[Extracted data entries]

= Beginning of Section =

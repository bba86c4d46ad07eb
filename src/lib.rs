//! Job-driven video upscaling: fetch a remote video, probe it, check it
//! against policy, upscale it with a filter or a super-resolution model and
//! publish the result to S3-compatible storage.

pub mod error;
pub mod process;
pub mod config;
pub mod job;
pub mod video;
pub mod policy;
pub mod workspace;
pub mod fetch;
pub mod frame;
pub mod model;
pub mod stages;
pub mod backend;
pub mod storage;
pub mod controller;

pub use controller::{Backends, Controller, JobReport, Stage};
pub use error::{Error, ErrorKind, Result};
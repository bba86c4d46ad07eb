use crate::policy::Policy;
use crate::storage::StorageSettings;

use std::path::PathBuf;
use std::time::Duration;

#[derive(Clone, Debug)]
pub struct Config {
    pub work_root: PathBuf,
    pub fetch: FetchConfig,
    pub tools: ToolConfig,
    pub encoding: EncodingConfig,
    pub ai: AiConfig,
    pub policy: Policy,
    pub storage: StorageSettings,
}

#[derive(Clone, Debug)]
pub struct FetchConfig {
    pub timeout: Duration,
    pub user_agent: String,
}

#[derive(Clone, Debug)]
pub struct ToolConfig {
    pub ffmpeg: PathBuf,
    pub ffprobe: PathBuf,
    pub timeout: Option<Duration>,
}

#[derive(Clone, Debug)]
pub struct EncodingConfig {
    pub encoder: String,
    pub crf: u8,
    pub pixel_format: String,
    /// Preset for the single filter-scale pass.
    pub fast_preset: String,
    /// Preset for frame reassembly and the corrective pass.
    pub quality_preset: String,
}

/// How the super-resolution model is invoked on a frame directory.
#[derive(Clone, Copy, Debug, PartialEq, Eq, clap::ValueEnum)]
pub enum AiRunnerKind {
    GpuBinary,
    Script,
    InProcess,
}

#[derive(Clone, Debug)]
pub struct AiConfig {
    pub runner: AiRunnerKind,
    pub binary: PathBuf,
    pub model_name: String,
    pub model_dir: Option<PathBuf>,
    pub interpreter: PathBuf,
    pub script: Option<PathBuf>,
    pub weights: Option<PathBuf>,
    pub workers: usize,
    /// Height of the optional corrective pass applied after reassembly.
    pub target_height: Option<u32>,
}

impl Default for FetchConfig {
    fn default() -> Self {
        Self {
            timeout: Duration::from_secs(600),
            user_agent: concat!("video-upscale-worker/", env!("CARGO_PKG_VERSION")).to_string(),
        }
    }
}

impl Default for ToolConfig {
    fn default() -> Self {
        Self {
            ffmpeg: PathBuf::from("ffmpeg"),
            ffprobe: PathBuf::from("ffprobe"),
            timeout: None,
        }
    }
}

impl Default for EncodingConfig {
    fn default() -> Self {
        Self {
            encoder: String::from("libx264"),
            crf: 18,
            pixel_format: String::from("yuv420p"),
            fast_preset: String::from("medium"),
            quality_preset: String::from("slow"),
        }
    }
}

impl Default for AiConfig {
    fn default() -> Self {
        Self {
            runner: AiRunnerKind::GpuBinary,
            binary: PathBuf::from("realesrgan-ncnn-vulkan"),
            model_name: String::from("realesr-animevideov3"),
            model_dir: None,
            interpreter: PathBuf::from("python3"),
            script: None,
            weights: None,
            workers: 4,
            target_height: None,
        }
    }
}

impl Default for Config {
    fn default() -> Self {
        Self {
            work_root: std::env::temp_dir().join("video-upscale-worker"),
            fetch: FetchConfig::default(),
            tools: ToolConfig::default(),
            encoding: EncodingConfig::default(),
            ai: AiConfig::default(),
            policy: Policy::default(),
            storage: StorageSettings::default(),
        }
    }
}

= End of Section =

TRY IT: Only a number belongs in the answer: state how many lines of the entries above hold "Duration".

RESULT BELOW: 4